One more thing I tried was changing the user password, it prompted to also change the wallet password, which I did again, all same passwords, did not help
Same for me here … after the latest updates, kwallet-pam doesn't work anymore. KWallet isn't unlocked anymore after logging in.
All help on how to debug this would be greatly appreciated!
Just for the record: This seems to be a general problem. I have 4 Artix machines running, all with kwallet-pam installed. All opened kwallet as expected automatically when logging in – until recenty. Now kwallet-pam doesn't work anymore on any of them.
Any idea about this? This really sucks :-(
What I can tell, I have upgrade my desktop, which then also did the same thing, but I saved the list of packages and saw that kwallet got upgraded from 6.17.0-1 to 6.18.0-1, I downgraded it back and it no longer does it. If you have downgrade from AUR, you can do
sudo downgrade kwallet
or if you do not, you can use
sudo pacman -U /var/cache/pacman/pkg/kwallet-6.17.0-1-x86_64.pkg.tar.zst
or whatever the highest version you have, that isn't 6.18.0-1. However, would be good if this got solved instead.
I checked kwallet-git and kwallet-pam-git from the AUR, they did not solve it
Upstream added this file: org.freedesktop.impl.portal.desktop.kwallet.service (https://invent.kde.org/frameworks/kwallet/-/commit/ecf9e2ec7fceca538a9266f5bb9488b4dced1d09)
Running: rm /usr/share/dbus-1/services/org.freedesktop.impl.portal.desktop.kwallet.service seems to be a workaround.
This seems to be the only real change since v6.17.0: https://invent.kde.org/frameworks/kwallet/-/compare/v6.17.0...v6.18.0
Maybe this runs before kwallet-pam and so the auto unlock does not work?

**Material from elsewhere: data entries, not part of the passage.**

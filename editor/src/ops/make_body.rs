//! Single-bone body creation.
//!
//! Used directly for "add body to bone" and by skeleton import. The new body
//! slots into the existing graph: descendant bodies that were jointed to
//! something above the new bone are re-jointed to it.

use ragdoll_shared::{
    AggregateGeom, AssetError, BoneVertInfo, FitRequest, SkeletonView, fit_primitive,
    unique_child_offset,
};

use crate::editor::GraphEditor;

impl<S: SkeletonView> GraphEditor<S> {
    /// Creates a fitted body on `bone`, or returns the existing body's index.
    ///
    /// Fitting runs before anything is touched, so a fit error leaves the asset as it was.
    pub fn make_body(&mut self, bone: usize) -> Result<usize, AssetError> {
        if bone >= self.skeleton.bone_count() {
            return Err(AssetError::UnknownBone {
                name: format!("#{bone}"),
            });
        }
        if let Some(existing) = self.asset.bodies().find_body_index(self.skeleton.bone_name(bone)) {
            return Ok(existing);
        }
        let geom = self.fit_bone(bone)?;
        Ok(self.insert_body_with_geom(bone, geom))
    }

    /// Fits the configured primitive to a bone's vertices.
    pub(crate) fn fit_bone(&self, bone: usize) -> Result<AggregateGeom, AssetError> {
        let none = BoneVertInfo::default();
        let verts = self
            .vert_infos
            .get(self.params.vert_weighting, bone)
            .unwrap_or(&none);
        let req = FitRequest {
            bone_name: self.skeleton.bone_name(bone),
            verts,
            child_offset: unique_child_offset(&self.skeleton, bone),
            kind: self.params.geom_kind,
            opts: self.params.fit_options(),
        };
        fit_primitive(&req, self.decomposer.as_ref())
    }

    /// Creates the body with the given geometry and wires it into the graph.
    ///
    /// 1. Descendant bodies directly below the new bone get a joint to it. A joint they
    ///    already had to a body above the new bone is re-pointed, and collision with that
    ///    old parent is re-enabled.
    /// 2. With `create_joints`, the new body is jointed to its parent body (joint named
    ///    after the bone) and collision between the two is disabled.
    pub(crate) fn insert_body_with_geom(&mut self, bone: usize, geom: AggregateGeom) -> usize {
        let name = self.skeleton.bone_name(bone).to_string();
        let index = self.asset.bodies_mut().create_body(&name);
        if let Some(body) = self.asset.bodies_mut().get_mut(index) {
            body.geom = geom;
        }

        self.adopt_bodies_below(bone, index);

        if self.params.create_joints {
            if let Some(parent) = self.asset.bodies().parent_body(&self.skeleton, bone) {
                if let Some(parent_name) = self.body_name(parent) {
                    self.joint_to_parent(&name, &parent_name);
                    self.asset.collision_mut().disable(index, parent);
                }
            }
        }
        log::debug!("created body {index} on bone `{name}`");
        index
    }

    fn adopt_bodies_below(&mut self, bone: usize, index: usize) {
        let name = self.skeleton.bone_name(bone).to_string();
        let children = self.asset.bodies().nearest_bodies_below(&self.skeleton, &name);

        for child in children {
            let Some(child_name) = self.body_name(child) else {
                continue;
            };
            match self.asset.constraints().find_constraint_index(&child_name) {
                None => self.joint_to_parent(&child_name, &name),
                Some(ci) => {
                    let Some(old_parent) = self.asset.constraints().get(ci).map(|c| c.bone_b.clone()) else {
                        continue;
                    };
                    let old_parent_bone = self.skeleton.find_bone_index(&old_parent);
                    if old_parent_bone.is_some_and(|p| self.skeleton.is_descendant_of(p, bone)) {
                        continue;
                    }
                    if let Some(old) = self.asset.bodies().find_body_index(&old_parent) {
                        self.asset.collision_mut().enable(old, child);
                    }
                    self.init_constraint(ci, &child_name, &name);
                }
            }
            self.asset.collision_mut().disable(child, index);
        }
    }

    /// Creates (or re-points) the joint named after `child` onto `parent`, with fresh
    /// frames and the configured angular motion.
    fn joint_to_parent(&mut self, child: &str, parent: &str) {
        let ci = self.asset.constraints_mut().create_constraint(child, child, parent);
        self.init_constraint(ci, child, parent);
        let motion = self.params.angular_motion;
        if let Some(c) = self.asset.constraints_mut().get_mut(ci) {
            c.profile.set_angular_motions(motion);
        }
    }
}
use ragdoll_shared::{AngularAxis, AssetError, ConstraintPreset, SkeletonView};

use crate::editor::GraphEditor;

impl<S: SkeletonView> GraphEditor<S> {
    /// Moves the limited angular axis of each joint to the next one.
    pub fn cycle_constraint_active(&mut self, indices: &[usize]) -> Result<(), AssetError> {
        self.check_constraints(indices)?;
        for &i in indices {
            self.asset.constraint_at_mut(i)?.profile.cycle_active_angular();
        }
        Ok(())
    }

    pub fn toggle_constraint_axis(&mut self, indices: &[usize], axis: AngularAxis) -> Result<(), AssetError> {
        self.check_constraints(indices)?;
        for &i in indices {
            self.asset.constraint_at_mut(i)?.profile.toggle_angular(axis);
        }
        Ok(())
    }

    pub fn apply_constraint_preset(
        &mut self,
        indices: &[usize],
        preset: ConstraintPreset,
        overwrite_limits: bool,
    ) -> Result<(), AssetError> {
        self.check_constraints(indices)?;
        for &i in indices {
            self.asset
                .constraint_at_mut(i)?
                .profile
                .apply_preset(preset, overwrite_limits);
        }
        Ok(())
    }
}
use ragdoll_shared::{AssetError, CollisionEnabled, SkeletonView};

use crate::editor::GraphEditor;

impl<S: SkeletonView> GraphEditor<S> {
    pub fn set_collision_between(&mut self, i: usize, j: usize, enabled: bool) -> Result<(), AssetError> {
        self.check_bodies(&[i, j])?;
        if enabled {
            self.asset.collision_mut().enable(i, j);
        } else {
            self.asset.collision_mut().disable(i, j);
        }
        Ok(())
    }

    /// Enables or disables collision between every pair of the given bodies.
    pub fn set_collision_between_selected(&mut self, bodies: &[usize], enabled: bool) -> Result<(), AssetError> {
        self.check_bodies(bodies)?;
        for (n, &i) in bodies.iter().enumerate() {
            for &j in &bodies[n + 1..] {
                if enabled {
                    self.asset.collision_mut().enable(i, j);
                } else {
                    self.asset.collision_mut().disable(i, j);
                }
            }
        }
        Ok(())
    }

    /// Bodies that do not collide with `selected`: those with collision turned off
    /// entirely, plus those paired with it in the exclusion table.
    pub fn no_collision_bodies(&self, selected: usize) -> Result<Vec<usize>, AssetError> {
        self.asset.body_at(selected)?;
        Ok(self
            .asset
            .bodies()
            .bodies()
            .iter()
            .enumerate()
            .filter(|&(i, body)| {
                i != selected
                    && (body.collision_enabled == CollisionEnabled::NoCollision
                        || self.asset.collision().is_disabled(selected, i))
            })
            .map(|(i, _)| i)
            .collect())
    }
}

Since it trys to access/start kwallet before kwallet-pam opens, it automatically. But since it comes first we need to type our password in again?

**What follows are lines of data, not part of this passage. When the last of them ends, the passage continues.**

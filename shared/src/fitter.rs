/*!
Primitive fitting: turn a bone's vertex cloud into a collision primitive.

Pipeline for one bone:
1. Choose an orientation frame. With `align_down_bone` the local +Z axis points at
   the bone's only child, or along the dominant principal axis of the vertex cloud
   when there is no single child. Without it the frame is the bone frame itself.
2. Project the vertices into that frame and take their bounding box.
3. Clamp each half-extent to `min_prim_size`, then size the requested primitive
   from the box, inflated by [`SHAPE_INFLATION`].

Fitting is a pure function of its inputs: the same vertices, offset, kind and
options always produce bit-identical output.
*/

use nalgebra as na;
use serde::{Deserialize, Serialize};

use crate::{
    constants::{
        DEFAULT_HULL_ACCURACY, DEFAULT_MAX_HULL_VERTS, DEFAULT_MIN_PRIM_SIZE, DEGENERATE_OFFSET,
        POWER_ITERATIONS, SHAPE_INFLATION,
    },
    decompose::{ConvexDecomposer, hull_points},
    error::AssetError,
    shapes::{AggregateGeom, BoxElem, CapsuleElem, ConvexElem, SphereElem},
    skeleton::{BoneVertInfo, SkeletonView},
    types::{Mat3, Quat, Vec3},
};

/// Primitive requested from the fitter.
#[derive(Clone, Copy, Debug, Default, PartialEq, Eq, Serialize, Deserialize)]
pub enum GeomKind {
    Box,
    Sphere,
    #[default]
    Capsule,
    SingleConvexHull,
    MultiConvexHull,
}

#[derive(Clone, Copy, Debug, PartialEq, Serialize, Deserialize)]
pub struct FitOptions {
    /// Lower bound on every fitted half-extent.
    pub min_prim_size: f32,
    pub align_down_bone: bool,
    /// Decomposition accuracy for [`GeomKind::MultiConvexHull`], in `[0, 1]`.
    pub hull_accuracy: f32,
    /// Vertex budget per decomposed hull.
    pub max_hull_verts: u32,
}

impl Default for FitOptions {
    fn default() -> Self {
        Self {
            min_prim_size: DEFAULT_MIN_PRIM_SIZE,
            align_down_bone: true,
            hull_accuracy: DEFAULT_HULL_ACCURACY,
            max_hull_verts: DEFAULT_MAX_HULL_VERTS,
        }
    }
}

/// Input bundle for [`fit_primitive`].
#[derive(Clone, Copy, Debug)]
pub struct FitRequest<'a> {
    /// Used for error reporting only.
    pub bone_name: &'a str,
    pub verts: &'a BoneVertInfo,
    /// Bone-space offset of the bone's only child, if it has exactly one.
    pub child_offset: Option<Vec3>,
    pub kind: GeomKind,
    pub opts: FitOptions,
}

/// Fits one primitive to a bone's vertices, in bone space.
///
/// Errors
/// - [`AssetError::NoVertices`] when `verts` is empty, for every kind.
/// - [`AssetError::UnsupportedVertexInfluence`] for multi-hull on soft-skinned vertices.
/// - [`AssetError::DecompositionFailed`] when the decomposer fails or returns nothing.
pub fn fit_primitive(
    req: &FitRequest<'_>,
    decomposer: &dyn ConvexDecomposer,
) -> Result<AggregateGeom, AssetError> {
    let positions = &req.verts.positions;
    if positions.is_empty() {
        return Err(AssetError::NoVertices {
            bone: req.bone_name.to_string(),
        });
    }

    let mut geom = AggregateGeom::default();
    match req.kind {
        GeomKind::Box | GeomKind::Sphere | GeomKind::Capsule => {
            let rotation = fit_frame(positions, req.child_offset, req.opts.align_down_bone);
            let (center, half) = oriented_extents(positions, &rotation, req.opts.min_prim_size);
            match req.kind {
                GeomKind::Box => geom.boxes.push(BoxElem {
                    center,
                    rotation,
                    half_extents: half * SHAPE_INFLATION,
                }),
                GeomKind::Sphere => geom.spheres.push(SphereElem {
                    center,
                    radius: half.max() * SHAPE_INFLATION,
                }),
                _ => geom.capsules.push(CapsuleElem {
                    center,
                    rotation,
                    radius: half.x.max(half.y) * SHAPE_INFLATION,
                    length: 2.0 * half.z * SHAPE_INFLATION,
                }),
            }
        }
        GeomKind::SingleConvexHull => {
            geom.convex_hulls.push(ConvexElem::new(hull_points(positions)));
        }
        GeomKind::MultiConvexHull => {
            if req.verts.has_soft_vertices() {
                return Err(AssetError::UnsupportedVertexInfluence {
                    bone: req.bone_name.to_string(),
                });
            }
            let hulls = decomposer.decompose(
                positions,
                &req.verts.triangles,
                req.opts.hull_accuracy,
                req.opts.max_hull_verts,
            )?;
            if hulls.is_empty() {
                return Err(AssetError::DecompositionFailed {
                    reason: format!("no hulls for bone `{}`", req.bone_name),
                });
            }
            geom.convex_hulls = hulls;
        }
    }
    Ok(geom)
}

/// Orientation of the fitted primitive in bone space.
pub fn fit_frame(positions: &[Vec3], child_offset: Option<Vec3>, align_down_bone: bool) -> Quat {
    if !align_down_bone {
        return Quat::identity();
    }
    let z_axis = match child_offset.filter(|o| o.norm() > DEGENERATE_OFFSET) {
        Some(offset) => offset.normalize(),
        None => dominant_eigenvector(&covariance_matrix(positions)),
    };
    let (x_axis, y_axis) = best_axis_vectors(&z_axis);
    let basis = Mat3::from_columns(&[x_axis, y_axis, z_axis]);
    Quat::from_rotation_matrix(&na::Rotation3::from_matrix_unchecked(basis))
}

/// Population covariance of the positions (mean-centered, divided by N).
pub fn covariance_matrix(positions: &[Vec3]) -> Mat3 {
    if positions.is_empty() {
        return Mat3::zeros();
    }
    let n = positions.len() as f32;
    let mean = positions.iter().fold(Vec3::zeros(), |acc, p| acc + p) / n;
    let mut cov = Mat3::zeros();
    for p in positions {
        let d = p - mean;
        cov += d * d.transpose();
    }
    cov / n
}

/// Power iteration from +Z for a fixed number of steps.
///
/// A step that maps the estimate to zero leaves it unchanged, so the result is
/// always unit length.
pub fn dominant_eigenvector(m: &Mat3) -> Vec3 {
    let mut estimate = Vec3::z();
    for _ in 0..POWER_ITERATIONS {
        let next = m * estimate;
        let len = next.norm();
        if len > 0.0 {
            estimate = next / len;
        }
    }
    estimate
}

/// Completes `z_axis` to an orthonormal right-handed basis `(x, y)`.
///
/// The seed axis is +X when `z_axis` is closest to the Z axis and +Z otherwise.
pub fn best_axis_vectors(z_axis: &Vec3) -> (Vec3, Vec3) {
    let (ax, ay, az) = (z_axis.x.abs(), z_axis.y.abs(), z_axis.z.abs());
    let seed = if az > ax && az > ay { Vec3::x() } else { Vec3::z() };
    let y_axis = (seed - z_axis * seed.dot(z_axis)).normalize();
    let x_axis = y_axis.cross(z_axis);
    (x_axis, y_axis)
}

/// Bounding box of `positions` in the frame `rotation`.
///
/// Returns the box center back in bone space and the clamped half-extents in the frame.
fn oriented_extents(positions: &[Vec3], rotation: &Quat, min_half: f32) -> (Vec3, Vec3) {
    let inv = rotation.inverse();
    let first = inv * positions[0];
    let (min, max) = positions[1..]
        .iter()
        .map(|p| inv * p)
        .fold((first, first), |(lo, hi), p| (lo.inf(&p), hi.sup(&p)));
    let center_local = (min + max) * 0.5;
    let half = ((max - min) * 0.5).map(|h| h.max(min_half));
    (rotation * center_local, half)
}

/// Size of a bone's vertex cloud: the length of its bone-space AABB half-extent.
/// Zero when the bone has no vertices.
pub fn bone_extent(verts: &BoneVertInfo) -> f32 {
    let mut iter = verts.positions.iter();
    let Some(first) = iter.next() else {
        return 0.0;
    };
    let (min, max) = iter.fold((*first, *first), |(lo, hi), p| (lo.inf(p), hi.sup(p)));
    ((max - min) * 0.5).norm()
}

/// Bone-space offset of the bone's child when it has exactly one.
pub fn unique_child_offset(skeleton: &dyn SkeletonView, bone: usize) -> Option<Vec3> {
    match skeleton.children(bone).as_slice() {
        [only] => Some(skeleton.bone_space_transform(*only).translation),
        _ => None,
    }
}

The commit body of the commit which added this file:
Related Bug which triggered this new Bug: https://bugs.kde.org/show_bug.cgi?id=508870 and https://github.com/mozilla-mobile/mozilla-vpn-client/issues/10728
Maybe this file is only needed when not using kwallet-pam?

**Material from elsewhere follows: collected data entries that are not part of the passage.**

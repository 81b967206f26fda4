pub mod asset;
pub mod body;
pub mod constants;
pub mod constraint;
pub mod decompose;
pub mod error;
pub mod exclusion;
pub mod fitter;
pub mod rapier;
pub mod shapes;
pub mod skeleton;
pub mod types;

pub use asset::PhysicsAsset;
pub use body::{Body, BodyGraph, CollisionEnabled, PhysicsType};
pub use constants::{
    DEFAULT_EMPTY_BOX_SIZE, DEFAULT_HULL_ACCURACY, DEFAULT_MAX_HULL_VERTS, DEFAULT_MIN_BONE_SIZE,
    DEFAULT_MIN_PRIM_SIZE, SHAPE_INFLATION,
};
pub use constraint::{
    AngularAxis, Constraint, ConstraintGraph, ConstraintPreset, ConstraintProfile, Motion,
};
pub use decompose::{ConvexDecomposer, VhacdDecomposer};
pub use error::AssetError;
pub use exclusion::CollisionExclusionTable;
pub use fitter::{FitOptions, FitRequest, GeomKind, bone_extent, fit_primitive, unique_child_offset};
pub use rapier::{collider_from_body, shared_shape_from_geom};
pub use shapes::{AggregateGeom, BoxElem, CapsuleElem, ConvexElem, ShapeKind, ShapeRef, SphereElem};
pub use skeleton::{
    BoneVertInfo, BoneVertTable, RefSkeleton, SkeletonView, VertexWeighting, root_to_leaf_order,
};
pub use types::{Quat, Transform, Vec3};
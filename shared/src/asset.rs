/*!
The physics asset: bodies, constraints and the collision exclusion table.

`PhysicsAsset` is a passive container. It answers queries. Mutable access to its
graphs is only compiled in with the `editing` feature, which the editor crate
turns on; the multi-step edits that keep the three parts in step live there.
*/

use std::collections::HashSet;

use serde::{Deserialize, Serialize};

use crate::{
    body::{Body, BodyGraph},
    constraint::{Constraint, ConstraintGraph},
    error::AssetError,
    exclusion::CollisionExclusionTable,
};

#[derive(Clone, Debug, Default, PartialEq, Serialize, Deserialize)]
pub struct PhysicsAsset {
    bodies: BodyGraph,
    constraints: ConstraintGraph,
    collision: CollisionExclusionTable,
}

impl PhysicsAsset {
    pub fn new() -> Self {
        Self::default()
    }

    pub fn bodies(&self) -> &BodyGraph {
        &self.bodies
    }

    pub fn constraints(&self) -> &ConstraintGraph {
        &self.constraints
    }

    pub fn collision(&self) -> &CollisionExclusionTable {
        &self.collision
    }

    /// Structural access for multi-step edits. Callers are responsible for leaving the
    /// three parts consistent; see [`PhysicsAsset::check_consistency`].
    #[cfg(feature = "editing")]
    pub fn bodies_mut(&mut self) -> &mut BodyGraph {
        &mut self.bodies
    }

    #[cfg(feature = "editing")]
    pub fn constraints_mut(&mut self) -> &mut ConstraintGraph {
        &mut self.constraints
    }

    #[cfg(feature = "editing")]
    pub fn collision_mut(&mut self) -> &mut CollisionExclusionTable {
        &mut self.collision
    }

    pub fn body_count(&self) -> usize {
        self.bodies.len()
    }

    pub fn constraint_count(&self) -> usize {
        self.constraints.len()
    }

    pub fn body_at(&self, index: usize) -> Result<&Body, AssetError> {
        self.bodies.get(index).ok_or(AssetError::InvalidBodyIndex {
            index,
            count: self.bodies.len(),
        })
    }

    pub fn constraint_at(&self, index: usize) -> Result<&Constraint, AssetError> {
        self.constraints
            .get(index)
            .ok_or(AssetError::InvalidConstraintIndex {
                index,
                count: self.constraints.len(),
            })
    }

    #[cfg(feature = "editing")]
    pub fn body_at_mut(&mut self, index: usize) -> Result<&mut Body, AssetError> {
        let count = self.bodies.len();
        self.bodies
            .get_mut(index)
            .ok_or(AssetError::InvalidBodyIndex { index, count })
    }

    #[cfg(feature = "editing")]
    pub fn constraint_at_mut(&mut self, index: usize) -> Result<&mut Constraint, AssetError> {
        let count = self.constraints.len();
        self.constraints
            .get_mut(index)
            .ok_or(AssetError::InvalidConstraintIndex { index, count })
    }

    /// True unless the pair is in the exclusion table. A body always "collides" with itself.
    pub fn is_collision_enabled(&self, i: usize, j: usize) -> bool {
        !self.collision.is_disabled(i, j)
    }

    /// Constraints with the body's bone at either end.
    pub fn constraints_touching(&self, body_index: usize) -> Vec<usize> {
        self.bodies
            .get(body_index)
            .map(|b| self.constraints.constraints_touching(b.bone_name()))
            .unwrap_or_default()
    }

    /// Verifies the structural invariants.
    ///
    /// - bone names are unique across bodies, joint names across constraints;
    /// - both ends of every constraint name an existing body, and differ;
    /// - exclusion pairs reference valid body indices.
    pub fn check_consistency(&self) -> Result<(), AssetError> {
        let mut bones = HashSet::new();
        for body in self.bodies.bodies() {
            if !bones.insert(body.bone_name()) {
                return Err(AssetError::Inconsistent {
                    reason: format!("two bodies on bone `{}`", body.bone_name()),
                });
            }
        }

        let mut joints = HashSet::new();
        for c in self.constraints.constraints() {
            if !joints.insert(c.joint_name.as_str()) {
                return Err(AssetError::Inconsistent {
                    reason: format!("duplicate joint `{}`", c.joint_name),
                });
            }
            if c.bone_a == c.bone_b {
                return Err(AssetError::Inconsistent {
                    reason: format!("joint `{}` connects `{}` to itself", c.joint_name, c.bone_a),
                });
            }
            for end in [&c.bone_a, &c.bone_b] {
                if !bones.contains(end.as_str()) {
                    return Err(AssetError::Inconsistent {
                        reason: format!("joint `{}` references bone `{end}` with no body", c.joint_name),
                    });
                }
            }
        }

        if let Some(max) = self.collision.max_index() {
            if max >= self.bodies.len() {
                return Err(AssetError::Inconsistent {
                    reason: format!(
                        "exclusion pair references body {max} (count={})",
                        self.bodies.len()
                    ),
                });
            }
        }
        Ok(())
    }
}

Thanks for the hint! I can confirm that both downgrading to kwallet-6.17.0-1 and removing /usr/share/dbus-1/services/org.freedesktop.impl.portal.desktop.kwallet.service from an installed 6.18.0 fixes the issue.
IMO this is a clear upstream bug. I filed the following bug report: https://bugs.kde.org/show_bug.cgi?id=509680
At least on my machine, it's indeed a race condition.
Before moving the dbus service file:
$ pgrep -la ksecretd
12886 /usr/bin/ksecretd
After moving the dbus service file:
$ pgrep -la ksecretd
8441 /usr/bin/ksecretd --pam-login 13 14
With a tool that logs what processes spawn what, I found that in the first case ksecretd is spawned by D-Bus, while in the second it's by sddm-helper (which seems to what SDDM uses as a vessel for PAM modules)
I hacked the dbus service files for Turnstile in order to enable logging and found a likely culprit:
dbus-daemon[5289]: [session uid=1000 pid=5289 pidfd=5] Activating service name='org.freedesktop.portal.Desktop' requested by ':1.11' (uid=1000 pid=5345 comm="/usr/bin/kcminit_startup")
[...]
dbus-daemon[5289]: [session uid=1000 pid=5289 pidfd=5] Activating service name='org.freedesktop.impl.portal.desktop.kwallet' requested by ':1.12' (uid=1000 pid=5348 comm="/usr/lib/xdg-desktop-portal")
It seems xdg-desktop-portal (which is started by KDE's login procedure) starts kwallet before the PAM module does.